• [Your task]: In full and without alteration, copy the listing.

== Available records ==

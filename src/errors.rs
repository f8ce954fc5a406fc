use thiserror::Error;

use crate::common::{Cycle, PipelineStage};

/// Recoverable conditions raised while simulating. None of these stop the
/// simulation; the offending operation degrades to a safe default instead
#[derive(Error, Debug, Clone, PartialEq, Eq)]
pub enum SimError {
    #[error("Invalid register index: {0}")]
    InvalidRegisterIndex(usize),

    #[error("Memory address {address} is out of bounds, memory holds {capacity} bytes")]
    MemoryOutOfBounds { address: i64, capacity: usize },

    #[error("Word operation at address {address} would exceed memory bounds of {capacity} bytes")]
    UnalignedOversizeAccess { address: i64, capacity: usize },

    #[error("Division by zero attempted, ignoring instruction")]
    DivisionByZero,

    #[error("Immediate value '{original}' exceeds 16 bits. Truncated to '{truncated}'")]
    ImmediateOverflow { original: String, truncated: String },

    #[error("Invalid configuration: {0}")]
    InvalidConfig(String),
}

/// A `SimError` tagged with where and when it was raised
#[derive(Debug, Clone, PartialEq, Eq)]
pub struct Diagnostic {
    pub clock: Cycle,
    pub stage: PipelineStage,
    pub error: SimError,
}

impl std::fmt::Display for Diagnostic {
    fn fmt(&self, f: &mut std::fmt::Formatter<'_>) -> std::fmt::Result {
        write!(f, "[cycle {}, {}] {}", self.clock, self.stage, self.error)
    }
}
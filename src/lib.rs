#![warn(clippy::all, clippy::pedantic)]
#![allow(clippy::module_inception, clippy::module_name_repetitions)]

pub mod common;
pub mod config;
pub mod errors;
pub mod execution;
pub mod memory;
pub mod pipeline;
pub mod program;
pub mod register;
pub mod system;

===

• [Your solution]:
filename src/errors.rs
repository f8ce954fc5a406fc
use thiserror::Error;

use crate::common::{Cycle, PipelineStage};

/// Recoverable conditions raised while simulating. None of these stop the
/// simulation; the offending operation degrades to a safe default instead
#[derive(Error, Debug, Clone, PartialEq, Eq)]
pub enum SimError {
    #[error("Invalid register index: {0}")]
    InvalidRegisterIndex(usize),

    #[error("Memory address {address} is out of bounds, memory holds {capacity} bytes")]
    MemoryOutOfBounds { address: i64, capacity: usize },

    #[error("Word operation at address {address} would exceed memory bounds of {capacity} bytes")]
    UnalignedOversizeAccess { address: i64, capacity: usize },

    #[error("Division by zero attempted, ignoring instruction")]
    DivisionByZero,

    #[error("Immediate value '{original}' exceeds 16 bits. Truncated to '{truncated}'")]
    ImmediateOverflow { original: String, truncated: String },

    #[error("Invalid configuration: {0}")]
    InvalidConfig(String),
}

/// A `SimError` tagged with where and when it was raised
#[derive(Debug, Clone, PartialEq, Eq)]
pub struct Diagnostic {
    pub clock: Cycle,
    pub stage: PipelineStage,
    pub error: SimError,
}

impl std::fmt::Display for Diagnostic {
    fn fmt(&self, f: &mut std::fmt::Formatter<'_>) -> std::fmt::Result {
        write!(f, "[cycle {}, {}] {}", self.clock, self.stage, self.error)
    }
}
filename src/lib.rs
#![warn(clippy::all, clippy::pedantic)]
#![allow(clippy::module_inception, clippy::module_name_repetitions)]

pub mod common;
pub mod config;
pub mod errors;
pub mod execution;
pub mod memory;
pub mod pipeline;
pub mod program;
pub mod register;
pub mod system;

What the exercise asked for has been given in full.